Carlo Falcis was helming the only expected deck left standing—Abzan Midrange. All the others had fallen to a host of other decks out of left field, like Monsters, for example.

The Games

Carlo Falcis stumbled out of the gates in the first game. Though both players mulliganed, Falcis went down to four. That's not a great start. But despite that, the game began as it does, with Sylvan Caryatids and Elvish Mystics. Scheid remarked how well Falcis' deck was running, considering.

Falcis went on the aggressive, with a Siege Rhino, but he could only say, "Oh my God," when a Genesis Hydra for seven mana came down what seemed way too early to be doing anything of the sort. This is how Scheid would punish Falcis' draw.

Carlo Falcis

Though Falcis was able to deal with both the Hydra and the Stormbreath Dragon pulled directly from the library, Scheid calmly untapped and cast a Hornet Queen, and then a Crater's Claws clearing out Falcis' Courser of Kruphix blocker. The amount of just raw power was a little overwhelming.

Falcis still had a healthy life total, but his board presence was sorely lacking. And Scheid's half looked like a sea of green. One might say it was sea-foam green.

Falcis fought valiantly, but infi-green absorbed him like an amoeba.

Daniel Scheid 1 – 0 Carlo Falcis

Like the first game, both players had to mulligan, but that didn't stop the little green accelerators from getting on the field first. Falcis stuck with his six, so this would at least be a fair game.

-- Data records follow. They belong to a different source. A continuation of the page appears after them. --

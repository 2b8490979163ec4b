use crate::cli::ExitCode;
use crate::context::Context;
use mace_core::error::MaceResult;
use mace_core::model::CalculationStatus;
use mace_engine::fan_out;
use tracing::info;

/// The pending-trigger scan (spec §4.5). Without `--auto-progress` this is
/// read-only: it reports materials whose highest-completed step has an
/// eligible successor missing from the plan's sequence, but does not
/// materialize anything. With `--auto-progress` it delegates to the engine,
/// which both creates the missing rows and runs their input generators.
pub async fn run(ctx: &Context, auto_progress: bool) -> MaceResult<ExitCode> {
    if auto_progress {
        let created = mace_engine::scan_pending_triggers(&ctx.store, &ctx.generator, &ctx.base_dir).await?;
        info!(created = created.len(), "pending-trigger scan materialized successors");
        return Ok(if created.is_empty() { ExitCode::NoWork } else { ExitCode::Success });
    }

    let mut missing = 0usize;
    for workflow in ctx.store.list_active_workflows().await? {
        for material_id in &workflow.materials {
            let Some(highest) = ctx.store.highest_completed(material_id, workflow.id).await? else {
                continue;
            };
            let Some(plan) = ctx.store.get_plan(workflow.plan_id).await? else {
                continue;
            };
            for candidate in fan_out(highest.calc_type) {
                if !plan.contains(candidate) {
                    continue;
                }
                let existing =
                    ctx.store.find_calculations_any_attempt(material_id, workflow.id, candidate).await?;
                if existing.is_empty() {
                    missing += 1;
                    info!(material_id, workflow_id = %workflow.id, successor = %candidate, "missing successor");
                } else if existing.iter().all(|c| c.status == CalculationStatus::TerminallyFailed) {
                    info!(material_id, workflow_id = %workflow.id, successor = %candidate, "successor terminally failed");
                }
            }
        }
    }
    Ok(if missing == 0 { ExitCode::NoWork } else { ExitCode::Success })
}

Then Red-Green Monsters did as it does. Scheid powered out a fourth-turn Stormbreath Dragon and began the assault. That was hit with a Hero's Downfall, obviously, but Scheid didn't miss a beat and cast a second.

Daniel Scheid

Falcis sent a Drown in Sorrow into his library with a fetchland. It had been sitting on top and revealed, thanks to Courser of Kruphix, and he needed to stop the dragon-shaped beats immediately.

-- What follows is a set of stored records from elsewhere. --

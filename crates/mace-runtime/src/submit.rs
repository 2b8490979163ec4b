//! Submit service (spec §4.2): renders a submission script for a pending
//! calculation, invokes the scheduler, and records the returned job id.

use crate::retry::{retry_with_policy, RetryConfig};
use mace_connectors::SchedulerClient;
use mace_core::error::{MaceError, MaceResult};
use mace_core::layout;
use mace_core::model::{Calculation, PlanStep};
use mace_core::store::Store;
use std::path::{Path, PathBuf};
use tracing::warn;

pub struct SubmitService<'a> {
    store: &'a Store,
    scheduler: &'a dyn SchedulerClient,
    base_dir: PathBuf,
    slurm_account: Option<String>,
    slurm_partition: Option<String>,
    scratch: Option<PathBuf>,
}

impl<'a> SubmitService<'a> {
    pub fn new(
        store: &'a Store,
        scheduler: &'a dyn SchedulerClient,
        base_dir: impl Into<PathBuf>,
        slurm_account: Option<String>,
        slurm_partition: Option<String>,
        scratch: Option<PathBuf>,
    ) -> Self {
        Self {
            store,
            scheduler,
            base_dir: base_dir.into(),
            slurm_account,
            slurm_partition,
            scratch,
        }
    }

    /// Turn `calc` (`pending`) into a submitted batch job. The calculation
    /// stays `pending` on failure — the queue manager is responsible for
    /// the next admission attempt (spec §4.2 error conditions).
    pub async fn submit(&self, calc: &Calculation, step: &PlanStep) -> MaceResult<String> {
        let step_dir = layout::step_dir(
            &self.base_dir,
            &calc.workflow_id.to_string(),
            calc.step_index,
            &calc.calc_type.label(),
            &calc.material_id,
        );
        tokio::fs::create_dir_all(&step_dir).await?;

        let script_path = step_dir.join(format!("{}.sh", calc.material_id));
        if !script_path.exists() {
            let script = self.render_script(calc, step, &step_dir);
            tokio::fs::write(&script_path, script).await?;
        }

        let config = RetryConfig::submit_default();
        let job_id = retry_with_policy(
            &config,
            |e| matches!(e, MaceError::JobSubmission(_)),
            || self.scheduler.submit(&script_path),
        )
        .await?;

        self.store.mark_submitted(calc.id, &job_id).await?;
        Ok(job_id)
    }

    fn render_script(&self, calc: &Calculation, step: &PlanStep, step_dir: &Path) -> String {
        let rp = &step.resource_profile;
        let account = rp.account.as_deref().or(self.slurm_account.as_deref());
        let scratch_path = self.scratch.as_ref().map(|base| {
            base.join(calc.workflow_id.to_string())
                .join(format!("step_{:03}", calc.step_index))
                .join(&calc.material_id)
        });

        let mut out = String::new();
        out.push_str("#!/bin/bash\n");
        out.push_str(&format!("#SBATCH --job-name={}_{}\n", calc.material_id, calc.calc_type.label()));
        out.push_str(&format!("#SBATCH --ntasks={}\n", rp.cores));
        out.push_str(&format!("#SBATCH --mem={}G\n", rp.memory_gb));
        out.push_str(&format!("#SBATCH --time={}\n", rp.walltime_min));
        if let Some(account) = account {
            out.push_str(&format!("#SBATCH --account={account}\n"));
        }
        if let Some(partition) = &self.slurm_partition {
            out.push_str(&format!("#SBATCH --partition={partition}\n"));
        }
        out.push('\n');
        out.push_str(&format!("cd {}\n", step_dir.display()));
        if let Some(scratch) = scratch_path {
            out.push_str(&format!("export MACE_SCRATCH={}\n", scratch.display()));
        }
        out.push_str(&format!(
            "crystal < {}.d12 > {}.out 2> {}.err\n",
            calc.material_id, calc.material_id, calc.material_id
        ));
        out.push('\n');
        out.push_str(&self.completion_hook(calc, step_dir));
        out
    }

    /// The fragment appended to every script that re-enters the queue
    /// manager in completion mode (spec §4.2 path-resolution contract).
    fn completion_hook(&self, _calc: &Calculation, step_dir: &Path) -> String {
        let bin = match resolve_queue_manager_binary(step_dir) {
            Some(path) => path.display().to_string(),
            None => {
                warn!("could not resolve mace binary for completion hook; falling back to PATH lookup at runtime");
                "mace".to_string()
            }
        };
        format!("\"{bin}\" tick --mode completion --job-id \"$SLURM_JOB_ID\" --max-submit 5 || true\n")
    }
}

/// Three-step resolution: `MACE_HOME` env var, `which`-style PATH lookup,
/// then a fixed set of relative candidates climbing out of `cwd`. The
/// first hit wins; absence of all three is a warning, never a job failure.
fn resolve_queue_manager_binary(cwd: &Path) -> Option<PathBuf> {
    if let Some(home) = std::env::var_os("MACE_HOME") {
        let candidate = PathBuf::from(home).join("bin").join("mace");
        if candidate.exists() {
            return Some(candidate);
        }
    }
    if let Ok(path) = which::which("mace") {
        return Some(path);
    }
    for rel in ["../../../bin/mace", "../../bin/mace", "../bin/mace", "./mace"] {
        let candidate = cwd.join(rel);
        if candidate.exists() {
            return Some(candidate);
        }
    }
    None
}

#[cfg(test)]
mod tests {
    use super::*;

    #[test]
    fn resolution_falls_through_to_none_when_nothing_matches() {
        std::env::remove_var("MACE_HOME");
        let dir = tempfile::tempdir().unwrap();
        // No MACE_HOME, "mace" near-certainly absent from PATH in a test
        // sandbox, and none of the relative candidates exist under a fresh
        // tempdir.
        assert!(resolve_queue_manager_binary(dir.path()).is_none() || which::which("mace").is_ok());
    }

    #[test]
    fn mace_home_candidate_wins_when_present() {
        let dir = tempfile::tempdir().unwrap();
        let bin_dir = dir.path().join("bin");
        std::fs::create_dir_all(&bin_dir).unwrap();
        let bin_path = bin_dir.join("mace");
        std::fs::write(&bin_path, b"").unwrap();

        std::env::set_var("MACE_HOME", dir.path());
        let resolved = resolve_queue_manager_binary(dir.path());
        std::env::remove_var("MACE_HOME");

        assert_eq!(resolved, Some(bin_path));
    }
}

Falcis was gaining life like a champ, or at least a semifinalist, and his Siege Rhino and even his Courser of Kruphix were attacking in on the ground. Falcis was grabbing the upper hand. The life totals were 5-24 in Falcis' favor. He even had Wingmate Roc and Utter End sitting in his hand. If he could just sneak in a few more damage, he would get there.

And that's when the Hornet Queen came down. Any aggressive intentions from the other side of the table were brought to a grinding halt. All of a sudden, that Drown in Sorrow that Falcis sent away looked like the greatest card to have ever drawn, ever.

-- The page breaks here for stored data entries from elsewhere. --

use crate::cli::ExitCode;
use crate::context::Context;
use mace_core::error::MaceResult;
use mace_core::model::CalculationStatus;
use mace_runtime::SubmitService;
use tracing::{info, warn};
use uuid::Uuid;

pub async fn run(ctx: &Context, calc_id: &str) -> MaceResult<ExitCode> {
    let id = match calc_id.parse::<Uuid>() {
        Ok(id) => id,
        Err(_) => {
            warn!(calc_id, "not a valid uuid");
            return Ok(ExitCode::UserError);
        }
    };

    let Some(calc) = ctx.store.get_calculation(id).await? else {
        warn!(%id, "calculation not found");
        return Ok(ExitCode::UserError);
    };
    if calc.status != CalculationStatus::Pending {
        info!(%id, status = %calc.status, "calculation is not pending, nothing to submit");
        return Ok(ExitCode::NoWork);
    }

    let workflow = ctx.store.get_workflow(calc.workflow_id).await?;
    let Some(workflow) = workflow else {
        warn!(%id, "workflow instance missing for calculation");
        return Ok(ExitCode::OperationalFailure);
    };
    let plan = ctx.store.get_plan(workflow.plan_id).await?;
    let Some(plan) = plan else {
        warn!(%id, "workflow plan missing for calculation");
        return Ok(ExitCode::OperationalFailure);
    };
    let Some(step) = plan.step_for(calc.calc_type) else {
        warn!(%id, "calc type absent from plan");
        return Ok(ExitCode::OperationalFailure);
    };

    let submit_service = SubmitService::new(
        &ctx.store,
        &ctx.scheduler,
        ctx.base_dir.clone(),
        ctx.config.slurm_account.clone(),
        ctx.config.slurm_partition.clone(),
        ctx.config.scratch.clone(),
    );
    match submit_service.submit(&calc, step).await {
        Ok(job_id) => {
            info!(%id, job_id, "submitted");
            Ok(ExitCode::Success)
        }
        Err(e) => {
            warn!(%id, error = %e, "submission failed");
            Ok(ExitCode::OperationalFailure)
        }
    }
}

The 1/1 Deathtouch dudes traded for like four things as Falcis desperately tried to clean up the board. And clean up the board it did, but not really in the way Falcis wanted. He was out of relevant things. The Philippines native kept drawing copies of Sorin, Solemn Visitor, but without the support creatures, the Planeswalker was Sor-ly lacking.

Falcis was ahead by around twenty life points, and he just had to sit and watch them tick away. He tried to get himself out of it, but it wasn't meant to be. The Drown in Sorrow was lost in time.